Он не желает допускать, чтобы его судил человек, не способный его понять. Он не допускает, чтобы придавали значение суждениям этого безумца, обуреваемого болезненной потребностью «растоптать все старое, с ненавистью, с оплеванием, с позором».
Все, кто вращается в орбите Белинского, – его злейшие враги. И прежде всего Тургенев, этот гигант с короткими толстыми пальцами, этот флегматичный и рафинированный барин, который упражняется в остроумии ради того лишь только, чтобы поддержать свою репутацию острослова. А! Белинский легко прибрал его к рукам. Он заморочил ему голову своим западничеством, своим социализмом, своим дурно переваренным атеизмом. «Я и раньше не любил этого человека лично», – напишет позже Достоевский о Тургеневе, запамятовав, что говорил на следующий день после знакомства с писателем: «Я тоже едва ль не влюбился в него».
А Тургенев будет утверждать: «…он ненавидел меня уже тогда, когда оба мы были молоды и начинали свою литературную карьеру, хотя я ничем не заслужил этой ненависти».
Позабыл ли уже Тургенев о «Витязе горестной фигуры»? О салонном злословии, об истории с каймой, о тысяче разных приемов вывести Достоевского из себя и превратить его в общее посмешище?
Вражда Тургенева и Достоевского начинается во время публикации «Двойника». Чуть позже Достоевский порывает с Некрасовым.

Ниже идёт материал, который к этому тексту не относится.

use crate::options::SolveOptions;
use crate::osqp_adapter::{ElasticQp, QpStep};
use crate::outcome::{NlpError, NlpOutcome, TerminationReason};
use crate::problem::{NlpProblem, NlpSolver};
use crate::scaled::{Derivatives, Point, ScaledProblem};

const INITIAL_RADIUS: f64 = 1.0;
const MAX_RADIUS: f64 = 1e3;
const MIN_RADIUS: f64 = 1e-10;
const ACCEPT_RATIO: f64 = 1e-4;
const SHRINK_RATIO: f64 = 0.25;
const EXPAND_RATIO: f64 = 0.75;
const INITIAL_PENALTY: f64 = 10.0;
const MAX_PENALTY: f64 = 1e8;
const PENALTY_GROWTH: f64 = 10.0;
/// Slack weight of the feasibility-only subproblem.
const FEASIBILITY_PENALTY: f64 = 1e6;
/// Fraction of the best achievable linearized reduction a step must deliver.
const STEERING_FRACTION: f64 = 0.1;
/// Consecutive iterations at which no step can reduce the violation before giving up.
const STATIONARY_LIMIT: usize = 3;
/// Predicted reductions below this fraction of the merit are within QP accuracy.
const MODEL_NOISE: f64 = 1e-10;

/// Bundled [`NlpSolver`]. Stateless: every call builds its own workspace.
#[derive(Debug, Clone, Copy, Default)]
pub struct SqpSolver;

impl SqpSolver {
    pub fn new() -> Self {
        Self
    }
}

impl NlpSolver for SqpSolver {
    fn solve(
        &self,
        problem: &dyn NlpProblem,
        options: &SolveOptions,
    ) -> Result<NlpOutcome, NlpError> {
        options.validate()?;
        let scaled = ScaledProblem::new(problem)?;
        debug!(
            "sqp: {} variables, {} rows, {} jacobian entries",
            scaled.n,
            scaled.m,
            scaled.jac_structure.len()
        );
        Ok(Run::start(&scaled, options).execute())
    }
}

fn norm_inf(v: &[f64]) -> f64 {
    v.iter().fold(0.0, |acc, x| acc.max(x.abs()))
}

/// Row and step windows of one subproblem.
struct Windows {
    row_lower: Vec<f64>,
    row_upper: Vec<f64>,
    step_lower: Vec<f64>,
    step_upper: Vec<f64>,
}

impl Windows {
    fn solve(&self, qp: &ElasticQp<'_>, penalty: f64, gradient_weight: f64) -> Option<QpStep> {
        qp.solve(
            (&self.row_lower, &self.row_upper),
            (&self.step_lower, &self.step_upper),
            penalty,
            gradient_weight,
        )
    }
}

struct Run<'a> {
    sp: &'a ScaledProblem<'a>,
    opts: &'a SolveOptions,
    started: Instant,
    point: Point,
    lambda: Vec<f64>,
    penalty: f64,
    radius: f64,
    iterations: usize,
    dual: f64,
    best_violation: f64,
    stall: usize,
    stationary: usize,
    acceptable: usize,
}
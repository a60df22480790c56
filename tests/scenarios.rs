use approx::assert_abs_diff_eq;
use powered_descent::dynamics::{Control, State, derivative};
use powered_descent::transcription::{
    DescentRequest, InitialConditions, SolverOptions, SolverStatus, TerminalMode, TrajectoryProblem,
    plan_descent, solve_problem,
};
use powered_descent::vehicle::RocketParameters;

fn init_logger() {
    let _ = env_logger::builder().is_test(true).try_init();
}

fn scenario_a() -> TrajectoryProblem {
    let params = RocketParameters::default();
    let initial = State {
        y: 1000.0,
        mass: params.wet_mass_kg(),
        ..State::default()
    };
    let mut problem = TrajectoryProblem::new(params, initial, 50, 0.5);
    problem.terminal.mode = TerminalMode::Band {
        position_tolerance_m: 1.0,
        velocity_tolerance_m_s: 1.0,
    };
    problem
}

fn assert_mass_non_increasing(states: &[f64], width: usize) {
    let masses: Vec<f64> = states.chunks(width).map(|s| s[6]).collect();
    for pair in masses.windows(2) {
        assert!(
            pair[1] <= pair[0] + 1e-2,
            "mass increased from {} to {}",
            pair[0],
            pair[1]
        );
    }
}

#[test]
fn hover_thrust_balances_gravity() {
    let params = RocketParameters::default();
    for mass in [params.dry_mass_kg, 25_000.0, params.wet_mass_kg()] {
        let state = State {
            y: 500.0,
            mass,
            ..State::default()
        };
        let rate = derivative(&state, &Control::hover(&params, mass), &params);
        assert_abs_diff_eq!(rate.vx, 0.0, epsilon = 1e-12);
        assert_abs_diff_eq!(rate.vy, 0.0, epsilon = 1e-12);
        assert_abs_diff_eq!(rate.omega, 0.0, epsilon = 1e-12);
        assert!(rate.mass < 0.0);
    }
}

#[test]
fn resting_vehicle_without_gravity_needs_no_propellant() {
    init_logger();
    let params = RocketParameters {
        gravity_m_s2: 0.0,
        ..RocketParameters::default()
    };
    let initial = State {
        mass: params.wet_mass_kg(),
        ..State::default()
    };
    let problem = TrajectoryProblem::new(params, initial, 10, 0.5);
    let solution = solve_problem(&problem, &SolverOptions::default()).expect("trivial solve");

    assert_eq!(solution.status, SolverStatus::Solved);
    assert!(solution.metrics.propellant_used_kg.abs() < 1e-3);
    assert!(solution.metrics.terminal_position_error_m < 1e-6);
    for k in 0..solution.intervals() {
        let u = solution.control(k);
        assert!(u.thrust < 1.0, "thrust {} at node {k}", u.thrust);
        assert!(u.rcs_left < 1.0 && u.rcs_right < 1.0);
    }
}

#[test]
fn scenario_a_lands_inside_the_band() {
    init_logger();
    let problem = scenario_a();
    let solution = solve_problem(&problem, &SolverOptions::default()).expect("scenario A solve");

    assert_eq!(solution.status, SolverStatus::Solved);
    assert_eq!(solution.states.shape(), (51, 7));
    assert_eq!(solution.controls.shape(), (50, 4));
    assert!(solution.metrics.final_mass_kg > problem.params.dry_mass_kg);
    assert!(solution.metrics.propellant_used_kg > 0.0);
    assert!(solution.metrics.terminal_position_error_m <= 2f64.sqrt() + 1e-4);
    assert!(solution.metrics.terminal_velocity_error_m_s <= 2f64.sqrt() + 1e-4);
    // Violations are unscaled (kg, m).
    assert!(solution.metrics.max_violation < 0.1);
    assert_mass_non_increasing(solution.states.as_slice(), 7);

    let params = &problem.params;
    for k in 0..solution.intervals() {
        let u = solution.control(k);
        assert!(u.thrust >= -1e-6 && u.thrust <= params.max_thrust_n + 1e-3);
        assert!(u.gimbal.abs() <= params.max_gimbal_rad + 1e-9);
    }
    for k in 0..=solution.intervals() {
        assert!(solution.state(k).y >= -1e-6);
    }
}

#[test]
fn scenario_b_cannot_arrest_the_descent() {
    init_logger();
    let mut problem = scenario_a();
    problem.params.max_thrust_n =
        0.8 * problem.params.wet_mass_kg() * problem.params.gravity_m_s2;
    let solution = solve_problem(&problem, &SolverOptions::default()).expect("scenario B solve");

    assert_eq!(solution.status, SolverStatus::InfeasibleProblem);
    assert!(solution.metrics.max_violation > 1e-3);
    assert!(!solution.violations.is_empty());
    assert_eq!(solution.states.shape(), (51, 7));
}

#[test]
fn identical_problems_solve_identically() {
    init_logger();
    let mut problem = scenario_a();
    problem.initial_state.y = 200.0;
    problem.intervals = 30;
    let options = SolverOptions::default();

    let first = solve_problem(&problem, &options).expect("first solve");
    let second = solve_problem(&problem, &options).expect("second solve");

    assert_eq!(first.status, SolverStatus::Solved);
    assert_eq!(second.status, SolverStatus::Solved);
    assert_eq!(first.iterations, second.iterations);
    assert_abs_diff_eq!(
        first.objective,
        second.objective,
        epsilon = options.tolerance * first.objective.abs().max(1.0)
    );
    assert_abs_diff_eq!(
        first.metrics.terminal_position_error_m,
        second.metrics.terminal_position_error_m,
        epsilon = 1e-6
    );
}

#[test]
fn request_with_lateral_offset_is_planned() {
    init_logger();
    let request = DescentRequest::new(InitialConditions {
        x_m: 50.0,
        y_m: 500.0,
        vx_m_s: 0.0,
        vy_m_s: -10.0,
        theta_rad: None,
    });
    let solution = plan_descent(&request, &SolverOptions::default()).expect("request solve");

    assert!(solution.is_solved());
    let last = solution.final_state();
    assert!(last.x.abs() <= 5.0 + 1e-4);
    assert!(last.speed() <= 1.0 + 1e-4);
    assert_mass_non_increasing(solution.states.as_slice(), 7);
}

«Скажу тебе, – пишет он брату, – что я имел неприятность окончательно поссориться с „Современником“ в лице Некрасова. Он, досадуя на то, что я все-таки даю повести Краевскому, которому я должен, и что я не хотел публично объявить, что не принадлежу к „Отечественным запискам“, отчаявшись получить от меня в скором времени повесть, наделал мне грубостей и неосторожно потребовал денег. Я его поймал на слове и обещал заемным письмом выдать ему сумму к 15-му декабря… Одним словом, грязная история. Теперь они выпускают, что я заражен самолюбием, возмечтал о себе… Некрасов же меня собирается ругать. Что же касается до Белинского, то это такой слабый человек, что даже в литературных мнениях у него пять пятниц на неделе».